When you go online, marketers track your every move. This can include which sites you visit, what you buy and which search words you use — all so advertisers can target their pitches. The effect is a little like being on the wrong side of a one-way mirror, or being spied on by that little camera built into your monitor.

For this reason, the Federal Trade Commission, creator of the wildly successful National Do Not Call Registry that prevents telemarketers from disrupting your dinner, has come up with a proposal for a "Do Not Track" system. It would let you opt out of such tracking, probably by enabling a feature on your Web browser. While the proposal raises some technical issues, and much is still unknown about how it would work, it is well worth pursuing.

Most consumers do not want to be watched, period. A 2009 survey, conducted by universities in Pennsylvania and California, found that two-thirds of respondents opposed tracking. A more recent poll, by the non-profit Consumer Watchdog group, found that 80% liked the idea of a Do Not Track registry administered by the government.

While there might be nothing inherently wrong with a system that exposes a lawyer, for example, to ads for pricey suits rather than for surgical equipment, it does not account for the fact that she never agreed to have her buying habits monitored in the first place.

Perhaps she has decided that she needs to economize and does not want advertisers to target her. Or perhaps she is uncomfortable with having to trust anonymous data collectors not to sell her information beyond the online advertising market.

With some modest detective work, data collected online can be linked with names and used in connection with employment, housing or health insurance. An employer, for instance, could go well beyond a typical search of what a potential employee might have posted to see whether he or she visits pornography or gambling sites, or has medical issues. This is not forbidden under current law, which allows much of the Internet to operate like the Wild West.

Not surprisingly, online advertisers are dead set against the Do Not Track idea. They believe that they are doing the world a great favor by targeting their ads so people don't have to see pitches for products and services they have no use for. The advertisers also argue that the same tracking that leads to targeted ads also helps people get access to information about sports, hobbies or other interests. They are apparently not aware of Google, or of other powerful search and networking tools that help people find the products and information they want, when they want it.

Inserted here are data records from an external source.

//! Average Hash (aHash).
//!
//! 1. Decode the image, apply its EXIF orientation and convert it to
//!    grayscale with BT.601 weights
//! 2. Area-resize to `side` x `side`
//! 3. Compute the mean intensity of the thumbnail
//! 4. Emit one bit per sample, 1 if `sample >= mean`, in row-major order
//!    with the first sample as the most significant bit
//!
//! This is a coarse structural fingerprint. It survives recompression and
//! mild resizing. It does not survive cropping or rotation, and it cannot
//! tell apart images that differ only in colour.
//!
//! Hashing is total over byte inputs: bytes that do not decode get a
//! fallback signature taken from the first bits of their SHA-1 digest,
//! flagged as [`SignatureSource::Fallback`].

use super::content::ContentHasher;
use super::fast_decode::FastDecoder;
use super::fast_resize::AreaResizer;
use super::signature::{PerceptualSignature, SignatureSource};
use crate::error::HashError;
use image::{DynamicImage, GrayImage};
use std::fs;
use std::path::Path;
use tracing::debug;

/// Average-hash signature generator
#[derive(Debug, Clone)]
pub struct AverageHasher {
    side: u32,
}

impl AverageHasher {
    /// `side` is clamped to 1..=8 so the signature fits in 64 bits
    pub fn new(side: u32) -> Self {
        Self {
            side: side.clamp(1, 8),
        }
    }

    pub fn side(&self) -> u32 {
        self.side
    }

    /// Signature width in bits
    pub fn width(&self) -> u32 {
        self.side * self.side
    }

    /// Signature of a decoded image
    pub fn hash_image(&self, image: &DynamicImage) -> Result<PerceptualSignature, HashError> {
        let thumbnail = AreaResizer::new().resize_to_grayscale(image, self.side, self.side)?;
        Ok(self.hash_thumbnail(&thumbnail))
    }

    /// Mean-threshold bits of an already reduced thumbnail
    pub fn hash_thumbnail(&self, thumbnail: &GrayImage) -> PerceptualSignature {
        let samples: Vec<u8> = thumbnail.pixels().map(|p| p[0]).collect();
        if samples.is_empty() {
            return PerceptualSignature::new(0, self.width());
        }

        let total: u64 = samples.iter().map(|&s| u64::from(s)).sum();
        let mean = total as f64 / samples.len() as f64;

        let bits = samples
            .iter()
            .fold(0u64, |acc, &s| (acc << 1) | u64::from(f64::from(s) >= mean));

        PerceptualSignature::new(bits, self.width())
    }

    /// Signature derived from the content digest, for bytes that do not decode
    pub fn fallback(&self, bytes: &[u8]) -> PerceptualSignature {
        let head = ContentHasher::digest_bytes(bytes).leading_u64();
        PerceptualSignature::new(head >> (64 - self.width()), self.width())
    }

    /// Signature of raw file bytes. Never fails; `path` is for logging only.
    pub fn signature(&self, bytes: &[u8], path: &Path) -> (PerceptualSignature, SignatureSource) {
        let decoded = FastDecoder::decode(bytes, path).and_then(|image| self.hash_image(&image));

        match decoded {
            Ok(signature) => (signature, SignatureSource::Decoded),
            Err(e) => {
                debug!(path = %path.display(), error = %e, "using content-digest fallback signature");
                (self.fallback(bytes), SignatureSource::Fallback)
            }
        }
    }

    /// Read a file and compute its signature. Only reading can fail.
    pub fn signature_file(
        &self,
        path: &Path,
    ) -> Result<(PerceptualSignature, SignatureSource), HashError> {
        let bytes = fs::read(path).map_err(|source| HashError::IoError {
            path: path.to_path_buf(),
            source,
        })?;
        Ok(self.signature(&bytes, path))
    }
}

impl Default for AverageHasher {
    fn default() -> Self {
        Self::new(8)
    }
}

#[cfg(test)]
mod tests {
    use super::*;
    use image::{ImageBuffer, ImageFormat, Luma, Rgb};
    use std::io::Cursor;

    fn encode(image: &DynamicImage, format: ImageFormat) -> Vec<u8> {
        let mut bytes = Vec::new();
        image.write_to(&mut Cursor::new(&mut bytes), format).unwrap();
        bytes
    }

    fn png_bytes(image: &DynamicImage) -> Vec<u8> {
        encode(image, ImageFormat::Png)
    }

    fn solid(value: u8) -> DynamicImage {
        DynamicImage::ImageLuma8(GrayImage::from_pixel(64, 48, Luma([value])))
    }

    #[test]
    fn thumbnail_bits_are_row_major_msb_first() {
        let hasher = AverageHasher::new(8);
        let mut thumbnail = GrayImage::from_pixel(8, 8, Luma([0]));
        thumbnail.put_pixel(0, 0, Luma([255]));
        thumbnail.put_pixel(7, 7, Luma([255]));

        let signature = hasher.hash_thumbnail(&thumbnail);
        assert_eq!(signature.bits(), (1u64 << 63) | 1);
    }

    #[test]
    fn uniform_thumbnail_is_all_ones() {
        let hasher = AverageHasher::new(8);
        for value in [0, 128, 255] {
            let thumbnail = GrayImage::from_pixel(8, 8, Luma([value]));
            assert_eq!(hasher.hash_thumbnail(&thumbnail).bits(), u64::MAX);
        }
    }

    #[test]
    fn black_and_white_images_are_all_ones() {
        let hasher = AverageHasher::new(8);
        assert_eq!(hasher.hash_image(&solid(0)).unwrap().bits(), u64::MAX);
        assert_eq!(hasher.hash_image(&solid(255)).unwrap().bits(), u64::MAX);
    }

    #[test]
    fn one_pixel_image_is_defined() {
        let hasher = AverageHasher::new(8);
        let image = DynamicImage::ImageRgb8(ImageBuffer::from_pixel(1, 1, Rgb([12, 34, 56])));

        let (signature, source) = hasher.signature(&png_bytes(&image), Path::new("dot.png"));

        assert_eq!(source, SignatureSource::Decoded);
        assert_eq!(signature.bits(), u64::MAX);
    }

    #[test]
    fn left_bright_half_sets_left_columns() {
        let hasher = AverageHasher::new(8);
        let image = DynamicImage::ImageLuma8(GrayImage::from_fn(80, 80, |x, _| {
            Luma([if x < 40 { 240 } else { 10 }])
        }));

        let signature = hasher.hash_image(&image).unwrap();
        assert_eq!(signature.bits(), 0xF0F0_F0F0_F0F0_F0F0);
    }

    #[test]
    fn partial_pixel_coverage_counts_toward_the_mean() {
        let hasher = AverageHasher::new(8);
        let image = DynamicImage::ImageLuma8(GrayImage::from_fn(12, 12, |x, _| {
            Luma([if x % 3 == 1 { 255 } else { 0 }])
        }));

        assert_eq!(hasher.hash_image(&image).unwrap().bits(), u64::MAX);
    }

    #[test]
    fn colour_image_hashes_alike_as_png_and_jpeg() {
        let hasher = AverageHasher::new(8);
        let image = DynamicImage::ImageRgb8(ImageBuffer::from_fn(64, 64, |x, _| {
            if x < 32 {
                Rgb([255, 0, 0])
            } else {
                Rgb([65, 65, 65])
            }
        }));

        let (png, png_source) = hasher.signature(&png_bytes(&image), Path::new("a.png"));
        let (jpeg, jpeg_source) =
            hasher.signature(&encode(&image, ImageFormat::Jpeg), Path::new("a.jpg"));

        assert_eq!(png_source, SignatureSource::Decoded);
        assert_eq!(jpeg_source, SignatureSource::Decoded);
        assert_eq!(png.bits(), 0xF0F0_F0F0_F0F0_F0F0);
        assert!(png.distance(&jpeg) <= 5, "{} vs {}", png.to_hex(), jpeg.to_hex());
    }

    #[test]
    fn undecodable_bytes_use_digest_fallback() {
        let hasher = AverageHasher::new(8);
        let bytes = b"definitely not an image";

        let (signature, source) = hasher.signature(bytes, Path::new("junk.jpg"));

        assert_eq!(source, SignatureSource::Fallback);
        assert_eq!(
            signature.bits(),
            ContentHasher::digest_bytes(bytes).leading_u64()
        );
    }

    #[test]
    fn empty_input_still_has_a_signature() {
        let hasher = AverageHasher::new(8);
        let (_, source) = hasher.signature(&[], Path::new("empty.png"));
        assert_eq!(source, SignatureSource::Fallback);
    }

    #[test]
    fn narrow_fallback_keeps_high_bits() {
        let hasher = AverageHasher::new(4);
        let bytes = b"abc";
        let signature = hasher.fallback(bytes);

        assert_eq!(signature.width(), 16);
        assert_eq!(signature.bits(), 0xa999);
    }

    #[test]
    fn missing_file_is_a_read_error() {
        let hasher = AverageHasher::default();
        let result = hasher.signature_file(Path::new("/nonexistent/image.png"));
        assert!(matches!(result, Err(HashError::IoError { .. })));
    }
}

To be sure, the Do Not Track proposal presents myriad technical issues. One is that the opt-out mechanism might be a tracking device of its own, a "cookie" like those used to store passwords or save certain settings. Another is that the FTC could find it difficult to enforce the measure, particularly if data are being gathered by shady offshore companies.

At this point, however, these seem to be at least as much excuses made by opponents of the plan as legitimate roadblocks. The Do Not Call Registry might be the most popular thing the federal government has done in decades. It's time for an online encore.